El dueño del cadejo

Mauricio Vallejo Márquez

Escritor y Editor suplemento Tres mil

 

Don Mincho era el vigilante nocturno de mi colonia, el Sereno. Un señor regordete y de mediana estatura que parecía moverse como si tuviera una pelota entre las piernas y afirmaba pintarse el pelo de rubio gracias a la maravillosa acción de “choyarse” una semilla de mango en la cabeza, consejo que aseguraba efectivo. Llevaba en su regazo un machete pulido de 24 pulgadas que aseguraba saber usar mejor que cualquier samurai. Sin embargo, jamás lo vi blandir el arma. Vestía una chaqueta de cuero y una gorra de la cual doblaba en la parte de atrás porque aseguraba que el mozote le molestaba

Don Mincho se miraba serio, pero era todo un relajo. Tenía la afición de arrojarse gases sonoros y una ligera risa que parecía el tronar de un hule que mueven hasta el cansancio. Se quedaba dormido en los parqueos de las casas y tenía la virtud de levantarse a las 12:00 de la noche y pitar con su pito de sereno.

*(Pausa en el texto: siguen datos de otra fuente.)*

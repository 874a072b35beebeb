use std::collections::BTreeMap;

use crate::config::Config;
use crate::hash::ObjectId;

// ---------------------------------------------------------------------------
// Mode constants
// ---------------------------------------------------------------------------

pub const MODE_BLOB: u32 = 0o100644;
pub const MODE_BLOB_EXEC: u32 = 0o100755;
pub const MODE_LINK: u32 = 0o120000;
pub const MODE_TREE: u32 = 0o040000;

/// File-type bits of a mode (`S_IFMT`).
pub const MODE_TYPE_MASK: u32 = 0o170000;

// ---------------------------------------------------------------------------
// FileType
// ---------------------------------------------------------------------------

/// The type of a tree or index entry, derived from the type bits of its mode.
#[derive(Debug, Clone, Copy, PartialEq, Eq, Hash)]
pub enum FileType {
    Blob,
    Executable,
    Link,
    Tree,
}

impl FileType {
    /// Classify a raw mode. Permission bits other than the owner-execute
    /// bit are ignored, so both `0o100644` and `0o100664` are blobs.
    pub fn from_mode(mode: u32) -> Option<Self> {
        match mode & MODE_TYPE_MASK {
            0o100000 if mode & 0o100 != 0 => Some(Self::Executable),
            0o100000 => Some(Self::Blob),
            0o120000 => Some(Self::Link),
            0o040000 => Some(Self::Tree),
            _ => None,
        }
    }

    /// Convert to a canonical mode.
    pub fn to_mode(self) -> u32 {
        match self {
            Self::Blob => MODE_BLOB,
            Self::Executable => MODE_BLOB_EXEC,
            Self::Link => MODE_LINK,
            Self::Tree => MODE_TREE,
        }
    }

    /// Whether this type represents a regular file (blob or executable).
    pub fn is_file(self) -> bool {
        matches!(self, Self::Blob | Self::Executable)
    }

    /// Whether this type represents a directory.
    pub fn is_dir(self) -> bool {
        matches!(self, Self::Tree)
    }

    /// Whether this type represents a symlink.
    pub fn is_link(self) -> bool {
        matches!(self, Self::Link)
    }
}

// ---------------------------------------------------------------------------
// Refs
// ---------------------------------------------------------------------------

/// What a ref file holds: a literal object id or a redirect to another ref.
#[derive(Debug, Clone, PartialEq, Eq)]
pub enum RefTarget {
    Direct(ObjectId),
    /// Full ref name relative to the metadata directory, e.g. `refs/heads/main`.
    Symbolic(String),
}

/// A node of the tree returned by [`crate::refs::list_refs`]: either a
/// resolved ref or a namespace directory.
#[derive(Debug, Clone, PartialEq, Eq)]
pub enum RefNode {
    Ref(ObjectId),
    Dir(BTreeMap<String, RefNode>),
}

impl RefNode {
    /// Flatten into `(full_name, id)` pairs sorted by name, with names
    /// joined by `/` under `prefix`.
    pub fn flatten(&self, prefix: &str) -> Vec<(String, ObjectId)> {
        let mut out = Vec::new();
        flatten_into(self, prefix, &mut out);
        out
    }
}

fn flatten_into(node: &RefNode, prefix: &str, out: &mut Vec<(String, ObjectId)>) {
    match node {
        RefNode::Ref(id) => out.push((prefix.to_string(), *id)),
        RefNode::Dir(children) => {
            for (name, child) in children {
                let full = if prefix.is_empty() {
                    name.clone()
                } else {
                    format!("{}/{}", prefix, name)
                };
                flatten_into(child, &full, out);
            }
        }
    }
}

// ---------------------------------------------------------------------------
// Status
// ---------------------------------------------------------------------------

/// Classification of worktree paths against the index.
///
/// Paths are relative to the worktree root, `/`-separated.
#[derive(Debug, Clone, Default, PartialEq, Eq)]
#[cfg_attr(feature = "cli", derive(serde::Serialize))]
pub struct Status {
    pub new: std::collections::BTreeSet<String>,
    pub changed: std::collections::BTreeSet<String>,
    pub deleted: std::collections::BTreeSet<String>,
}

impl Status {
    /// `true` when nothing differs from the index.
    pub fn is_clean(&self) -> bool {
        self.new.is_empty() && self.changed.is_empty() && self.deleted.is_empty()
    }

    /// Total number of classified paths.
    pub fn total(&self) -> usize {
        self.new.len() + self.changed.len() + self.deleted.len()
    }
}

// ---------------------------------------------------------------------------
// InitOptions
// ---------------------------------------------------------------------------

/// Options for creating a repository.
#[derive(Debug, Clone)]
pub struct InitOptions {
    /// Branch `HEAD` initially redirects to.
    pub initial_branch: String,
    /// Config written to the new repository.
    pub config: Config,
}

impl Default for InitOptions {
    fn default() -> Self {
        Self {
            initial_branch: "master".into(),
            config: Config::default(),
        }
    }
}
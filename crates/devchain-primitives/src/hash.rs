//! 256-bit hash type used for block and transaction identifiers

use std::fmt;
use std::str::FromStr;

use crate::error::{decode_fixed, DecodingError};

/// 256-bit hash (32 bytes)
#[derive(Clone, Copy, PartialEq, Eq, Hash, Default, PartialOrd, Ord)]
pub struct H256([u8; 32]);

/// Alias for H256
pub type Hash = H256;

impl H256 {
    /// Size in bytes
    pub const LEN: usize = 32;

    /// Zero hash
    pub const ZERO: H256 = H256([0u8; 32]);

    /// Create from bytes
    pub const fn from_bytes(bytes: [u8; 32]) -> Self {
        H256(bytes)
    }

    /// Create from slice
    pub fn from_slice(slice: &[u8]) -> Result<Self, DecodingError> {
        if slice.len() != Self::LEN {
            return Err(DecodingError::InvalidLength {
                expected: Self::LEN,
                got: slice.len(),
            });
        }
        let mut bytes = [0u8; 32];
        bytes.copy_from_slice(slice);
        Ok(H256(bytes))
    }

    /// Parse from `0x`-prefixed hex
    pub fn from_hex(s: &str) -> Result<Self, DecodingError> {
        decode_hash(s)
    }

    /// Get as bytes
    pub fn as_bytes(&self) -> &[u8; 32] {
        &self.0
    }

    /// Check if zero
    pub fn is_zero(&self) -> bool {
        self.0 == [0u8; 32]
    }

    /// Convert to hex string
    pub fn to_hex(&self) -> String {
        encode_hash(self)
    }
}

/// Encode a hash as `0x` + 64 lowercase hex digits
pub fn encode_hash(hash: &H256) -> String {
    format!("0x{}", hex::encode(hash.0))
}

/// Decode a hash, rejecting any byte length other than 32
pub fn decode_hash(s: &str) -> Result<H256, DecodingError> {
    decode_fixed::<32>(s).map(H256)
}

impl fmt::Debug for H256 {
    fn fmt(&self, f: &mut fmt::Formatter<'_>) -> fmt::Result {
        write!(f, "H256({})", self.to_hex())
    }
}

impl fmt::Display for H256 {
    fn fmt(&self, f: &mut fmt::Formatter<'_>) -> fmt::Result {
        write!(f, "{}", self.to_hex())
    }
}

impl FromStr for H256 {
    type Err = DecodingError;

    fn from_str(s: &str) -> Result<Self, Self::Err> {
        decode_hash(s)
    }
}

impl From<[u8; 32]> for H256 {
    fn from(bytes: [u8; 32]) -> Self {
        H256(bytes)
    }
}

impl AsRef<[u8]> for H256 {
    fn as_ref(&self) -> &[u8] {
        &self.0
    }
}

#[cfg(feature = "serde")]
mod serde_impl {
    use super::*;
    use serde::{de, Deserialize, Deserializer, Serialize, Serializer};

    impl Serialize for H256 {
        fn serialize<S: Serializer>(&self, serializer: S) -> Result<S::Ok, S::Error> {
            serializer.serialize_str(&self.to_hex())
        }
    }

    impl<'de> Deserialize<'de> for H256 {
        fn deserialize<D: Deserializer<'de>>(deserializer: D) -> Result<Self, D::Error> {
            let s = String::deserialize(deserializer)?;
            decode_hash(&s).map_err(de::Error::custom)
        }
    }
}
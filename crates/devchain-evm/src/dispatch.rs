//! Instruction dispatch
//!
//! [`INSTRUCTION_TABLE`] maps every byte value to exactly one [`Instruction`].
//! It is built at compile time from an exhaustive match over [`Opcode`], so
//! adding an opcode variant without binding a handler fails to compile.
//!
//! | Byte | Kind | Error |
//! |------|------|-------|
//! | unassigned | [`InstructionKind::Invalid`] | [`EvmError::InvalidOpcode`] |
//! | `0xFE` | [`InstructionKind::Abort`] | [`EvmError::UnreachableInstruction`] |
//! | needs host state | [`InstructionKind::HostRequired`] | [`EvmError::UnsupportedInstruction`] |
//! | everything else | [`InstructionKind::Executable`] | operand faults only |

use tracing::{debug, trace};

use crate::context::{ExecutionContext, HaltReason};
use crate::error::{EvmError, EvmResult};
use crate::instructions as ix;
use crate::opcode::Opcode;

/// Instruction handler; receives the opcode byte it was dispatched for
pub(crate) type Handler = fn(&mut ExecutionContext, u8) -> EvmResult<()>;

/// How an instruction behaves under this interpreter
#[derive(Clone, Copy, Debug, PartialEq, Eq)]
pub enum InstructionKind {
    /// Executed against the context
    Executable,
    /// Assigned, but needs account or storage state from a host
    HostRequired,
    /// The designated abort instruction
    Abort,
    /// Not assigned to any instruction
    Invalid,
}

/// One entry of the dispatch table
///
/// The bound handler is only reachable through [`dispatch`] and
/// [`dispatch_opcode`], which refuse contexts that are no longer running.
#[derive(Clone, Copy, Debug)]
pub struct Instruction {
    /// Decoded opcode, `None` for unassigned values
    pub opcode: Option<Opcode>,
    /// Behavior class
    pub kind: InstructionKind,
    handler: Handler,
}

/// Dispatch table, total over `0..=255`
pub static INSTRUCTION_TABLE: [Instruction; 256] = build_table();

const UNASSIGNED: Instruction = Instruction {
    opcode: None,
    kind: InstructionKind::Invalid,
    handler: ix::invalid_opcode,
};

const fn build_table() -> [Instruction; 256] {
    let mut table = [UNASSIGNED; 256];
    let mut byte = 0;
    while byte < 256 {
        table[byte] = instruction(byte as u8);
        byte += 1;
    }
    table
}

const fn instruction(byte: u8) -> Instruction {
    use Opcode::*;

    let opcode = match Opcode::from_byte(byte) {
        Some(opcode) => opcode,
        None => return UNASSIGNED,
    };

    let (kind, handler): (InstructionKind, Handler) = match opcode {
        STOP => exec(ix::stop),
        ADD => exec(ix::add),
        MUL => exec(ix::mul),
        SUB => exec(ix::sub),
        DIV => exec(ix::div),
        SDIV => exec(ix::sdiv),
        MOD => exec(ix::rem),
        SMOD => exec(ix::smod),
        ADDMOD => exec(ix::addmod),
        MULMOD => exec(ix::mulmod),
        EXP => exec(ix::exp),
        SIGNEXTEND => exec(ix::signextend),

        LT => exec(ix::lt),
        GT => exec(ix::gt),
        SLT => exec(ix::slt),
        SGT => exec(ix::sgt),
        EQ => exec(ix::eq),
        ISZERO => exec(ix::iszero),
        AND => exec(ix::and),
        OR => exec(ix::or),
        XOR => exec(ix::xor),
        NOT => exec(ix::not),
        BYTE => exec(ix::byte),
        SHL => exec(ix::shl),
        SHR => exec(ix::shr),
        SAR => exec(ix::sar),

        KECCAK256 => exec(ix::keccak256),

        ADDRESS => exec(ix::address),
        ORIGIN => exec(ix::origin),
        CALLER => exec(ix::caller),
        CALLVALUE => exec(ix::callvalue),
        CALLDATALOAD => exec(ix::calldataload),
        CALLDATASIZE => exec(ix::calldatasize),
        CALLDATACOPY => exec(ix::calldatacopy),
        CODESIZE => exec(ix::codesize),
        CODECOPY => exec(ix::codecopy),
        GASPRICE => exec(ix::gasprice),
        RETURNDATASIZE => exec(ix::returndatasize),
        RETURNDATACOPY => exec(ix::returndatacopy),
        COINBASE => exec(ix::coinbase),
        TIMESTAMP => exec(ix::timestamp),
        NUMBER => exec(ix::number),
        PREVRANDAO => exec(ix::prevrandao),
        GASLIMIT => exec(ix::gaslimit),
        CHAINID => exec(ix::chainid),
        BASEFEE => exec(ix::basefee),

        POP => exec(ix::pop),
        MLOAD => exec(ix::mload),
        MSTORE => exec(ix::mstore),
        MSTORE8 => exec(ix::mstore8),
        JUMP => exec(ix::jump),
        JUMPI => exec(ix::jumpi),
        PC => exec(ix::pc),
        MSIZE => exec(ix::msize),
        JUMPDEST => exec(ix::jumpdest),
        MCOPY => exec(ix::mcopy),

        PUSH0 => exec(ix::push0),
        PUSH1 | PUSH2 | PUSH3 | PUSH4 | PUSH5 | PUSH6 | PUSH7 | PUSH8 | PUSH9 | PUSH10
        | PUSH11 | PUSH12 | PUSH13 | PUSH14 | PUSH15 | PUSH16 | PUSH17 | PUSH18 | PUSH19
        | PUSH20 | PUSH21 | PUSH22 | PUSH23 | PUSH24 | PUSH25 | PUSH26 | PUSH27 | PUSH28
        | PUSH29 | PUSH30 | PUSH31 | PUSH32 => exec(ix::push),
        DUP1 | DUP2 | DUP3 | DUP4 | DUP5 | DUP6 | DUP7 | DUP8 | DUP9 | DUP10 | DUP11
        | DUP12 | DUP13 | DUP14 | DUP15 | DUP16 => exec(ix::dup),
        SWAP1 | SWAP2 | SWAP3 | SWAP4 | SWAP5 | SWAP6 | SWAP7 | SWAP8 | SWAP9 | SWAP10
        | SWAP11 | SWAP12 | SWAP13 | SWAP14 | SWAP15 | SWAP16 => exec(ix::swap),

        RETURN => exec(ix::ret),
        REVERT => exec(ix::revert),
        INVALID => (InstructionKind::Abort, ix::abort),

        // Account, storage, log and call instructions need a host. GAS needs a
        // gas schedule.
        BALANCE | EXTCODESIZE | EXTCODECOPY | EXTCODEHASH | BLOCKHASH | SELFBALANCE
        | SLOAD | SSTORE | GAS | TLOAD | TSTORE | LOG0 | LOG1 | LOG2 | LOG3 | LOG4
        | CREATE | CALL | CALLCODE | DELEGATECALL | CREATE2 | STATICCALL
        | SELFDESTRUCT => (InstructionKind::HostRequired, ix::host_required),
    };

    Instruction {
        opcode: Some(opcode),
        kind,
        handler,
    }
}

const fn exec(handler: Handler) -> (InstructionKind, Handler) {
    (InstructionKind::Executable, handler)
}

/// Look up the table entry for a byte
pub fn instruction_for(byte: u8) -> &'static Instruction {
    &INSTRUCTION_TABLE[byte as usize]
}

/// Fetch the opcode at the program counter and dispatch it
///
/// Running past the end of code halts the context normally.
pub fn dispatch(ctx: &mut ExecutionContext) -> EvmResult<()> {
    if !ctx.is_running() {
        return Err(EvmError::ContextHalted);
    }
    match ctx.code().get(ctx.pc()).copied() {
        Some(opcode) => dispatch_opcode(opcode, ctx),
        None => {
            ctx.halt(HaltReason::EndOfCode);
            Ok(())
        }
    }
}

/// Execute one instruction against a running context
///
/// Advances `pc` past the opcode byte, then runs the bound handler. Any error
/// moves the context to [`ContextStatus::Failed`](crate::context::ContextStatus::Failed)
/// and is returned. A context that is no longer running is rejected with
/// [`EvmError::ContextHalted`] and left untouched.
pub fn dispatch_opcode(opcode: u8, ctx: &mut ExecutionContext) -> EvmResult<()> {
    if !ctx.is_running() {
        return Err(EvmError::ContextHalted);
    }

    let instruction = instruction_for(opcode);
    let pc = ctx.pc;
    trace!(pc, opcode, kind = ?instruction.kind, "dispatch");

    ctx.pc += 1;
    if let Err(err) = (instruction.handler)(ctx, opcode) {
        debug!(pc, opcode, error = %err, "execution halted with error");
        ctx.fail(err.clone());
        return Err(err);
    }
    Ok(())
}
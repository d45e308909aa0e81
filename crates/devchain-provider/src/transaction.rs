//! Normalization of loosely typed provider values
//!
//! Callers hand over transactions the way ethers builds them: quantities may
//! be JSON numbers, hex strings with leading zeros, or serialized BigNumber
//! objects. Everything is converted to canonical wire values here.
//!
//! A field is omitted when it is absent, `null`, or the empty string. An
//! explicit zero value or an empty `0x` payload is kept.

use devchain_primitives::{
    decode_address, decode_hash, decode_hex_data, decode_quantity, Address, HexData, Quantity,
    H256,
};
use devchain_rpc::TransactionRequest;
use serde_json::{Map, Value};

use crate::error::{ProviderError, ProviderResult};

/// Look up a field, treating `null` and `""` as absent
pub fn present<'a>(object: &'a Map<String, Value>, name: &str) -> Option<&'a Value> {
    match object.get(name) {
        None | Some(Value::Null) => None,
        Some(Value::String(s)) if s.is_empty() => None,
        Some(value) => Some(value),
    }
}

/// Convert a number, hex string or BigNumber object to a quantity
pub fn to_quantity(field: &str, value: &Value) -> ProviderResult<Quantity> {
    match value {
        Value::Number(n) => n
            .as_u64()
            .map(Quantity::from)
            .ok_or_else(|| ProviderError::invalid(field, format!("{} is not an unsigned integer", n))),
        Value::String(s) => {
            let digits = s
                .strip_prefix("0x")
                .ok_or_else(|| ProviderError::invalid(field, format!("{:?} is not hex", s)))?;
            if digits.is_empty() {
                return Err(ProviderError::invalid(field, "empty quantity"));
            }
            let trimmed = digits.trim_start_matches('0');
            let canonical = if trimmed.is_empty() { "0" } else { trimmed };
            decode_quantity(&format!("0x{}", canonical)).map_err(|e| ProviderError::invalid(field, e))
        }
        Value::Object(object) => match big_number_hex(object) {
            Some(hex) => to_quantity(field, hex),
            None => Err(ProviderError::invalid(field, "object is not a BigNumber")),
        },
        other => Err(ProviderError::invalid(field, format!("unexpected {}", kind(other)))),
    }
}

/// `{"type": "BigNumber", "hex": "0x.."}` or `{"_hex": "0x.."}`
fn big_number_hex(object: &Map<String, Value>) -> Option<&Value> {
    match object.get("type") {
        Some(Value::String(t)) if t == "BigNumber" => object.get("hex"),
        _ => object.get("_hex"),
    }
}

/// Convert a hex string to an address
pub fn to_address(field: &str, value: &Value) -> ProviderResult<Address> {
    match value {
        Value::String(s) => decode_address(s).map_err(|e| ProviderError::invalid(field, e)),
        other => Err(ProviderError::invalid(field, format!("unexpected {}", kind(other)))),
    }
}

/// Convert a hex string to a hash
pub fn to_hash(field: &str, value: &Value) -> ProviderResult<H256> {
    match value {
        Value::String(s) => decode_hash(s).map_err(|e| ProviderError::invalid(field, e)),
        other => Err(ProviderError::invalid(field, format!("unexpected {}", kind(other)))),
    }
}

/// Convert a hex string or byte array to hex data
pub fn to_hex_data(field: &str, value: &Value) -> ProviderResult<HexData> {
    match value {
        Value::String(s) => decode_hex_data(s).map_err(|e| ProviderError::invalid(field, e)),
        Value::Array(items) => items
            .iter()
            .map(|item| {
                item.as_u64()
                    .and_then(|b| u8::try_from(b).ok())
                    .ok_or_else(|| ProviderError::invalid(field, format!("{} is not a byte", item)))
            })
            .collect::<ProviderResult<Vec<u8>>>()
            .map(HexData::from),
        other => Err(ProviderError::invalid(field, format!("unexpected {}", kind(other)))),
    }
}

fn kind(value: &Value) -> &'static str {
    match value {
        Value::Null => "null",
        Value::Bool(_) => "boolean",
        Value::Number(_) => "number",
        Value::String(_) => "string",
        Value::Array(_) => "array",
        Value::Object(_) => "object",
    }
}

/// Build a transaction request from an ethers-style transaction object
///
/// `gasLimit` maps to `gas`; `gas` is accepted as well.
pub fn normalize_transaction(field: &str, value: &Value) -> ProviderResult<TransactionRequest> {
    let object = value
        .as_object()
        .ok_or_else(|| ProviderError::invalid(field, format!("expected object, got {}", kind(value))))?;
    let path = |name: &str| format!("{}.{}", field, name);

    let quantity = |name: &str| {
        present(object, name)
            .map(|v| to_quantity(&path(name), v))
            .transpose()
    };
    let address = |name: &str| {
        present(object, name)
            .map(|v| to_address(&path(name), v))
            .transpose()
    };

    let gas = match quantity("gasLimit")? {
        Some(gas) => Some(gas),
        None => quantity("gas")?,
    };

    Ok(TransactionRequest {
        from: address("from")?,
        to: address("to")?,
        gas,
        gas_price: quantity("gasPrice")?,
        nonce: quantity("nonce")?,
        value: quantity("value")?,
        data: present(object, "data")
            .map(|v| to_hex_data(&path("data"), v))
            .transpose()?,
    })
}

#[cfg(test)]
mod tests {
    use super::*;
    use proptest::prelude::*;
    use serde_json::json;

    const TO: &str = "0x2222222222222222222222222222222222222222";

    // ==================== Quantities ====================

    #[test]
    fn test_quantity_forms() {
        assert_eq!(to_quantity("v", &json!(10)).unwrap(), Quantity::from(10u64));
        assert_eq!(to_quantity("v", &json!("0x000a")).unwrap(), Quantity::from(10u64));
        assert_eq!(to_quantity("v", &json!("0x00")).unwrap(), Quantity::ZERO);
        assert_eq!(
            to_quantity("v", &json!({"type": "BigNumber", "hex": "0x0a"})).unwrap(),
            Quantity::from(10u64)
        );
        assert_eq!(to_quantity("v", &json!({"_hex": "0x01"})).unwrap(), Quantity::from(1u64));
    }

    #[test]
    fn test_quantity_rejects() {
        for bad in [json!(-1), json!(1.5), json!("10"), json!("0x"), json!("0xzz"), json!(true)] {
            assert!(
                matches!(to_quantity("value", &bad), Err(ProviderError::InvalidField { .. })),
                "{}",
                bad
            );
        }
    }

    // ==================== Transactions ====================

    #[test]
    fn test_explicit_zero_and_empty_data_are_kept() {
        let request = normalize_transaction(
            "transaction",
            &json!({"to": TO, "value": 0, "data": "0x", "nonce": "0x0"}),
        )
        .unwrap();
        assert_eq!(request.value, Some(Quantity::ZERO));
        assert_eq!(request.nonce, Some(Quantity::ZERO));
        assert_eq!(request.data, Some(HexData::empty()));
        assert_eq!(
            serde_json::to_value(&request).unwrap(),
            json!({"to": TO, "value": "0x0", "nonce": "0x0", "data": "0x"})
        );
    }

    #[test]
    fn test_absent_null_and_empty_string_are_omitted() {
        let request = normalize_transaction(
            "transaction",
            &json!({"to": TO, "gasPrice": null, "nonce": "", "from": ""}),
        )
        .unwrap();
        assert_eq!(
            request,
            TransactionRequest {
                to: Some(TO.parse().unwrap()),
                ..Default::default()
            }
        );
        assert_eq!(serde_json::to_value(&request).unwrap(), json!({"to": TO}));
    }

    #[test]
    fn test_gas_limit_maps_to_gas() {
        let request =
            normalize_transaction("transaction", &json!({"gasLimit": "0x5208"})).unwrap();
        assert_eq!(request.gas, Some(Quantity::from(21000u64)));
        let request = normalize_transaction("transaction", &json!({"gas": 21000})).unwrap();
        assert_eq!(request.gas, Some(Quantity::from(21000u64)));
    }

    #[test]
    fn test_data_as_byte_array() {
        let request = normalize_transaction("transaction", &json!({"data": [1, 2, 255]})).unwrap();
        assert_eq!(request.data, Some(HexData::new(vec![1u8, 2, 255])));
        assert!(normalize_transaction("transaction", &json!({"data": [256]})).is_err());
    }

    #[test]
    fn test_invalid_field_path() {
        let err = normalize_transaction("transaction", &json!({"to": "0x1234"})).unwrap_err();
        assert!(matches!(err, ProviderError::InvalidField { ref field, .. } if field == "transaction.to"));
        let err = normalize_transaction("transaction", &json!("0x")).unwrap_err();
        assert!(matches!(err, ProviderError::InvalidField { ref field, .. } if field == "transaction"));
    }

    proptest! {
        #[test]
        fn prop_leading_zeros_are_stripped(value in any::<u64>(), zeros in 0usize..8) {
            let raw = format!("0x{}{:x}", "0".repeat(zeros), value);
            prop_assert_eq!(to_quantity("v", &json!(raw)).unwrap(), Quantity::from(value));
        }
    }
}
//! HexData: an arbitrary-length byte string

use std::fmt;
use std::ops::Deref;
use std::str::FromStr;

use bytes::Bytes;

use crate::error::{strip_0x, DecodingError};

/// Byte string carried on the wire as `0x` + an even number of hex digits
///
/// `0x` is the empty value, which is distinct from an absent value.
#[derive(Clone, PartialEq, Eq, Hash, Default)]
pub struct HexData(Bytes);

impl HexData {
    /// Empty byte string
    pub const fn empty() -> Self {
        HexData(Bytes::new())
    }

    /// Wrap bytes
    pub fn new(bytes: impl Into<Bytes>) -> Self {
        HexData(bytes.into())
    }

    /// Get as byte slice
    pub fn as_bytes(&self) -> &[u8] {
        &self.0
    }

    /// Unwrap into the underlying buffer
    pub fn into_bytes(self) -> Bytes {
        self.0
    }

    /// Wire form
    pub fn to_hex(&self) -> String {
        encode_hex_data(&self.0)
    }

    /// Parse the wire form
    pub fn from_hex(s: &str) -> Result<Self, DecodingError> {
        decode_hex_data(s)
    }
}

/// Encode bytes as `0x` + lowercase hex; no padding is added
pub fn encode_hex_data(bytes: &[u8]) -> String {
    format!("0x{}", hex::encode(bytes))
}

/// Decode a byte string, rejecting an odd digit count
pub fn decode_hex_data(s: &str) -> Result<HexData, DecodingError> {
    let digits = strip_0x(s)?;
    if digits.len() % 2 != 0 {
        return Err(DecodingError::OddLength(digits.len()));
    }
    hex::decode(digits)
        .map(HexData::new)
        .map_err(|e| DecodingError::InvalidHex(e.to_string()))
}

impl Deref for HexData {
    type Target = [u8];

    fn deref(&self) -> &[u8] {
        &self.0
    }
}

impl fmt::Debug for HexData {
    fn fmt(&self, f: &mut fmt::Formatter<'_>) -> fmt::Result {
        write!(f, "HexData({})", self.to_hex())
    }
}

impl fmt::Display for HexData {
    fn fmt(&self, f: &mut fmt::Formatter<'_>) -> fmt::Result {
        write!(f, "{}", self.to_hex())
    }
}

impl FromStr for HexData {
    type Err = DecodingError;

    fn from_str(s: &str) -> Result<Self, Self::Err> {
        decode_hex_data(s)
    }
}

impl From<Vec<u8>> for HexData {
    fn from(bytes: Vec<u8>) -> Self {
        HexData(Bytes::from(bytes))
    }
}

impl From<&[u8]> for HexData {
    fn from(bytes: &[u8]) -> Self {
        HexData(Bytes::copy_from_slice(bytes))
    }
}

impl From<Bytes> for HexData {
    fn from(bytes: Bytes) -> Self {
        HexData(bytes)
    }
}

impl AsRef<[u8]> for HexData {
    fn as_ref(&self) -> &[u8] {
        &self.0
    }
}

#[cfg(feature = "serde")]
mod serde_impl {
    use super::*;
    use serde::{de, Deserialize, Deserializer, Serialize, Serializer};

    impl Serialize for HexData {
        fn serialize<S: Serializer>(&self, serializer: S) -> Result<S::Ok, S::Error> {
            serializer.serialize_str(&self.to_hex())
        }
    }

    impl<'de> Deserialize<'de> for HexData {
        fn deserialize<D: Deserializer<'de>>(deserializer: D) -> Result<Self, D::Error> {
            let s = String::deserialize(deserializer)?;
            decode_hex_data(&s).map_err(de::Error::custom)
        }
    }
}

#[cfg(test)]
mod tests {
    use super::*;

    #[test]
    fn test_empty_is_valid() {
        let data = decode_hex_data("0x").unwrap();
        assert!(data.is_empty());
        assert_eq!(data.to_hex(), "0x");
        assert_eq!(HexData::empty(), data);
    }

    #[test]
    fn test_no_implied_padding() {
        assert_eq!(encode_hex_data(&[0x00, 0x01]), "0x0001");
        assert_eq!(decode_hex_data("0x0001").unwrap().as_bytes(), &[0x00, 0x01]);
    }

    #[test]
    fn test_odd_length_rejected() {
        assert_eq!(decode_hex_data("0x123"), Err(DecodingError::OddLength(3)));
        assert_eq!(decode_hex_data("0x0"), Err(DecodingError::OddLength(1)));
    }

    #[test]
    fn test_invalid_rejected() {
        assert!(matches!(decode_hex_data("0xzz"), Err(DecodingError::InvalidHex(_))));
        assert!(matches!(decode_hex_data("abcd"), Err(DecodingError::MissingPrefix(_))));
    }

    #[test]
    fn test_roundtrip_mixed_case() {
        let data: HexData = "0xDeadBeef".parse().unwrap();
        assert_eq!(data.as_bytes(), &[0xde, 0xad, 0xbe, 0xef]);
        assert_eq!(data.to_hex(), "0xdeadbeef");
    }

    #[cfg(feature = "serde")]
    #[test]
    fn test_hex_data_serde() {
        let data = HexData::from(vec![1u8, 2, 3]);
        let json = serde_json::to_value(&data).unwrap();
        assert_eq!(json, serde_json::json!("0x010203"));
        let back: HexData = serde_json::from_value(json).unwrap();
        assert_eq!(back, data);
    }
}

Me gustaba sentarme junto a él para que me contara sus aventuras con el Cipitío y la Siguanaba. Porque, en sus tiempos libres era cliente de una de las innumerables cantinas de San Ramón y siempre tenía alguna experiencia con estos seres. Lo que más me repetía era que tuviera cuidado con el Cipitío porque era bandido, lo esperaba a uno tras los postes para quitarle la cartera con un cuchillo. A este Cipitío lo conocí después, todos lo conocían como el Toba, un mañoso que parecía niño.

Un día nos confeso que se sentía solo. Que trabajar por las noches ya no era tan divertido, a pesar de que había visto parejas haciendo posturas acrobáticas dentro de los carros amparados por la oscuridad, y había observado múltiples veces como arrastraban a Bolsa de crema dentro de la casa, un bolito que vive cerca y ahora vive para el ejercicio. Se sentía solo, así que nos dijo que iba a buscar un cachorro de cadejo para que estuviera con él. Todos nos quedamos viendo como si acaba de decir una locura. Total, de don Mincho podríamos esperar de todo, porque hasta aseguraba que había dejado embarazada a la Siguanaba y que por eso ello lo andaba siguiendo.

Así pasó una semana, y don Mincho seguía caminando solitario por las sendas de la colonia. Tanto tiempo se comenzó a acumular que hasta me olvidé de lo que decía don Mincho.

Un día al salir de mi casa había un chucho negro delgado y con toda la pinta de aguacatero frente a mi casa, me miraba con los ojos como llamas. Me observaba con tanto detenimiento que no me permitía salir. Y escondido entre las hojas de un laurel de la India se escuchó aquella risa de hule tenso meneado con fuerza. El chucho se alejó y escuché sus pasos como cascos de cabra en el cemento.

—¿Consiguió ayudante?

—Sí, pues. Me costó, solo me querían dar de los blancos, amiguito. Pero esos no me sirven. Yo quería el negro para que arranque pedazos. Un cadejo que asuste.

Y el chucho no dejaba de verme con esos ojos que parecían dos brasas encendidas, inmuto esperando que el amo siguiera hablando. Estaba calmado, pero no se veía manso

—¿Cómo lo va a llamar?

—¿Y cómo cree? Como lo que es: Peligro.

Desde aquella noche cuando el silencio lo inunda todo, se escuchan los pasos del Peligro en la colonia acompañando la soledad del Sereno.